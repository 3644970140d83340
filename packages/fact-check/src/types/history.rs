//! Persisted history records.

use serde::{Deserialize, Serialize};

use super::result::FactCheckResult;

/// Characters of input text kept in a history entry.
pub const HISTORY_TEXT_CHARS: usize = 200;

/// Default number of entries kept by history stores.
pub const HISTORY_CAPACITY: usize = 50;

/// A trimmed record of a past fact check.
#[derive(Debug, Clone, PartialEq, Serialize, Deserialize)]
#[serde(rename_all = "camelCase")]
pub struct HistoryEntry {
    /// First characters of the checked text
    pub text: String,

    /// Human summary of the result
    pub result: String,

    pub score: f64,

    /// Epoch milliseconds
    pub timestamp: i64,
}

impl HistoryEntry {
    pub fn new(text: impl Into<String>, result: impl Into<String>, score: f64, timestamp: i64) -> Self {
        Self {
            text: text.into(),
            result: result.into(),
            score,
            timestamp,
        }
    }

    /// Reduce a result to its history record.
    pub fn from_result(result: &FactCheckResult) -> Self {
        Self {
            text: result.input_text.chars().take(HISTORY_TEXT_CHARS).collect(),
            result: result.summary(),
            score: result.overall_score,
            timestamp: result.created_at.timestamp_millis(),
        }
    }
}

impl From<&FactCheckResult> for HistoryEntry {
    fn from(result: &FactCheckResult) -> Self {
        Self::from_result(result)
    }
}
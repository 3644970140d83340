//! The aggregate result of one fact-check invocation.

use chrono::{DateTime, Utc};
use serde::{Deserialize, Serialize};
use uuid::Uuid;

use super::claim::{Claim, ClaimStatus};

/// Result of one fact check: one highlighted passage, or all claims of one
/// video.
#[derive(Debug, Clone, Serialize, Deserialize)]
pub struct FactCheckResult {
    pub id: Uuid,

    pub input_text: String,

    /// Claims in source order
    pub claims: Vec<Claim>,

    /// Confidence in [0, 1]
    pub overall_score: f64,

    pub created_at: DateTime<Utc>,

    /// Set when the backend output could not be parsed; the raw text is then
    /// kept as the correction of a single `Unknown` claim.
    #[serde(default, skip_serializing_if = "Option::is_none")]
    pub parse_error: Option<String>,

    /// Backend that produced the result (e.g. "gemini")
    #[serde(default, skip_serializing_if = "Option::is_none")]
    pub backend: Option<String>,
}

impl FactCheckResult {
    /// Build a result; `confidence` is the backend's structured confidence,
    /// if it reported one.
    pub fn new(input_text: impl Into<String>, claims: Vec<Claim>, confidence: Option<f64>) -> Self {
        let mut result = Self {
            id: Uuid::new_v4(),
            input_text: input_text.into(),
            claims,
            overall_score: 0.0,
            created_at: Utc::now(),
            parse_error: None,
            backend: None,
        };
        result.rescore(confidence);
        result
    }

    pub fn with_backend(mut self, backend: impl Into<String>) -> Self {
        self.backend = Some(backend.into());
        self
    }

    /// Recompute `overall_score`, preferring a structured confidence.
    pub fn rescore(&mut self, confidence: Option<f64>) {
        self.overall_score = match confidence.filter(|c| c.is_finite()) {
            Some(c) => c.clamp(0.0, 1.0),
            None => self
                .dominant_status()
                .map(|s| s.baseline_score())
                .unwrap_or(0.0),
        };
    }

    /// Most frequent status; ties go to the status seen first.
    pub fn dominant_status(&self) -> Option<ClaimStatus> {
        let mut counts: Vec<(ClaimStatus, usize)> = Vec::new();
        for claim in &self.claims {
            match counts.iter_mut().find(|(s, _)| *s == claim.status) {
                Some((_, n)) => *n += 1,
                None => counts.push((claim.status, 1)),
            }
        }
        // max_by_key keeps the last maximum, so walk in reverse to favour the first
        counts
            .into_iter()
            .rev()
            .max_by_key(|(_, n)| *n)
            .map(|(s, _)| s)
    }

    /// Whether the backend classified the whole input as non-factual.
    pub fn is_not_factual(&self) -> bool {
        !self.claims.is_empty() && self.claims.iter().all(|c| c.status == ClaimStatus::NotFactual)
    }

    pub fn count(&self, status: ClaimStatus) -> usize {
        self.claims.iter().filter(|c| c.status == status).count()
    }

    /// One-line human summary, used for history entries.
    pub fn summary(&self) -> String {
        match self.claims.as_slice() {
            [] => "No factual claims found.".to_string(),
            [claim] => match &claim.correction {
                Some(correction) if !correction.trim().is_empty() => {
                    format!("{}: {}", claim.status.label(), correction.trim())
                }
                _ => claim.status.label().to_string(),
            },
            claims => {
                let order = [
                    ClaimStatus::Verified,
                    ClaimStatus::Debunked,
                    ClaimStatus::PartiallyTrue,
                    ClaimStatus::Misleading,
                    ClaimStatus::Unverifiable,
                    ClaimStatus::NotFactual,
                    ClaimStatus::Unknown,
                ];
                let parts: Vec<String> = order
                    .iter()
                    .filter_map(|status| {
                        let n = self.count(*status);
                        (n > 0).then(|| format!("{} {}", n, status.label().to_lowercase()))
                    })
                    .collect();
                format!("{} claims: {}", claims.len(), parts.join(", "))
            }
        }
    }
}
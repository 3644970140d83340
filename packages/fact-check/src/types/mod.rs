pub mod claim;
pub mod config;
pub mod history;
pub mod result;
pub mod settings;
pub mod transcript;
--------
What the task requires. Repeat the material word for word, leaving out no line.

Exercise answer.
repository 3644970140d83340
filename packages/fact-check/src/types/history.rs
//! Persisted history records.

use serde::{Deserialize, Serialize};

use super::result::FactCheckResult;

/// Characters of input text kept in a history entry.
pub const HISTORY_TEXT_CHARS: usize = 200;

/// Default number of entries kept by history stores.
pub const HISTORY_CAPACITY: usize = 50;

/// A trimmed record of a past fact check.
#[derive(Debug, Clone, PartialEq, Serialize, Deserialize)]
#[serde(rename_all = "camelCase")]
pub struct HistoryEntry {
    /// First characters of the checked text
    pub text: String,

    /// Human summary of the result
    pub result: String,

    pub score: f64,

    /// Epoch milliseconds
    pub timestamp: i64,
}

impl HistoryEntry {
    pub fn new(text: impl Into<String>, result: impl Into<String>, score: f64, timestamp: i64) -> Self {
        Self {
            text: text.into(),
            result: result.into(),
            score,
            timestamp,
        }
    }

    /// Reduce a result to its history record.
    pub fn from_result(result: &FactCheckResult) -> Self {
        Self {
            text: result.input_text.chars().take(HISTORY_TEXT_CHARS).collect(),
            result: result.summary(),
            score: result.overall_score,
            timestamp: result.created_at.timestamp_millis(),
        }
    }
}

impl From<&FactCheckResult> for HistoryEntry {
    fn from(result: &FactCheckResult) -> Self {
        Self::from_result(result)
    }
}
repository 3644970140d83340
//! The aggregate result of one fact-check invocation.

use chrono::{DateTime, Utc};
use serde::{Deserialize, Serialize};
use uuid::Uuid;

use super::claim::{Claim, ClaimStatus};

/// Result of one fact check: one highlighted passage, or all claims of one
/// video.
#[derive(Debug, Clone, Serialize, Deserialize)]
pub struct FactCheckResult {
    pub id: Uuid,

    pub input_text: String,

    /// Claims in source order
    pub claims: Vec<Claim>,

    /// Confidence in [0, 1]
    pub overall_score: f64,

    pub created_at: DateTime<Utc>,

    /// Set when the backend output could not be parsed; the raw text is then
    /// kept as the correction of a single `Unknown` claim.
    #[serde(default, skip_serializing_if = "Option::is_none")]
    pub parse_error: Option<String>,

    /// Backend that produced the result (e.g. "gemini")
    #[serde(default, skip_serializing_if = "Option::is_none")]
    pub backend: Option<String>,
}

impl FactCheckResult {
    /// Build a result; `confidence` is the backend's structured confidence,
    /// if it reported one.
    pub fn new(input_text: impl Into<String>, claims: Vec<Claim>, confidence: Option<f64>) -> Self {
        let mut result = Self {
            id: Uuid::new_v4(),
            input_text: input_text.into(),
            claims,
            overall_score: 0.0,
            created_at: Utc::now(),
            parse_error: None,
            backend: None,
        };
        result.rescore(confidence);
        result
    }

    pub fn with_backend(mut self, backend: impl Into<String>) -> Self {
        self.backend = Some(backend.into());
        self
    }

    /// Recompute `overall_score`, preferring a structured confidence.
    pub fn rescore(&mut self, confidence: Option<f64>) {
        self.overall_score = match confidence.filter(|c| c.is_finite()) {
            Some(c) => c.clamp(0.0, 1.0),
            None => self
                .dominant_status()
                .map(|s| s.baseline_score())
                .unwrap_or(0.0),
        };
    }

    /// Most frequent status; ties go to the status seen first.
    pub fn dominant_status(&self) -> Option<ClaimStatus> {
        let mut counts: Vec<(ClaimStatus, usize)> = Vec::new();
        for claim in &self.claims {
            match counts.iter_mut().find(|(s, _)| *s == claim.status) {
                Some((_, n)) => *n += 1,
                None => counts.push((claim.status, 1)),
            }
        }
        // max_by_key keeps the last maximum, so walk in reverse to favour the first
        counts
            .into_iter()
            .rev()
            .max_by_key(|(_, n)| *n)
            .map(|(s, _)| s)
    }

    /// Whether the backend classified the whole input as non-factual.
    pub fn is_not_factual(&self) -> bool {
        !self.claims.is_empty() && self.claims.iter().all(|c| c.status == ClaimStatus::NotFactual)
    }

    pub fn count(&self, status: ClaimStatus) -> usize {
        self.claims.iter().filter(|c| c.status == status).count()
    }

    /// One-line human summary, used for history entries.
    pub fn summary(&self) -> String {
        match self.claims.as_slice() {
            [] => "No factual claims found.".to_string(),
            [claim] => match &claim.correction {
                Some(correction) if !correction.trim().is_empty() => {
                    format!("{}: {}", claim.status.label(), correction.trim())
                }
                _ => claim.status.label().to_string(),
            },
            claims => {
                let order = [
                    ClaimStatus::Verified,
                    ClaimStatus::Debunked,
                    ClaimStatus::PartiallyTrue,
                    ClaimStatus::Misleading,
                    ClaimStatus::Unverifiable,
                    ClaimStatus::NotFactual,
                    ClaimStatus::Unknown,
                ];
                let parts: Vec<String> = order
                    .iter()
                    .filter_map(|status| {
                        let n = self.count(*status);
                        (n > 0).then(|| format!("{} {}", n, status.label().to_lowercase()))
                    })
                    .collect();
                format!("{} claims: {}", claims.len(), parts.join(", "))
            }
        }
    }
}
repository 3644970140d83340
filename packages/fact-check/src/types/mod.rs
pub mod claim;
pub mod config;
pub mod history;
pub mod result;
pub mod settings;
pub mod transcript;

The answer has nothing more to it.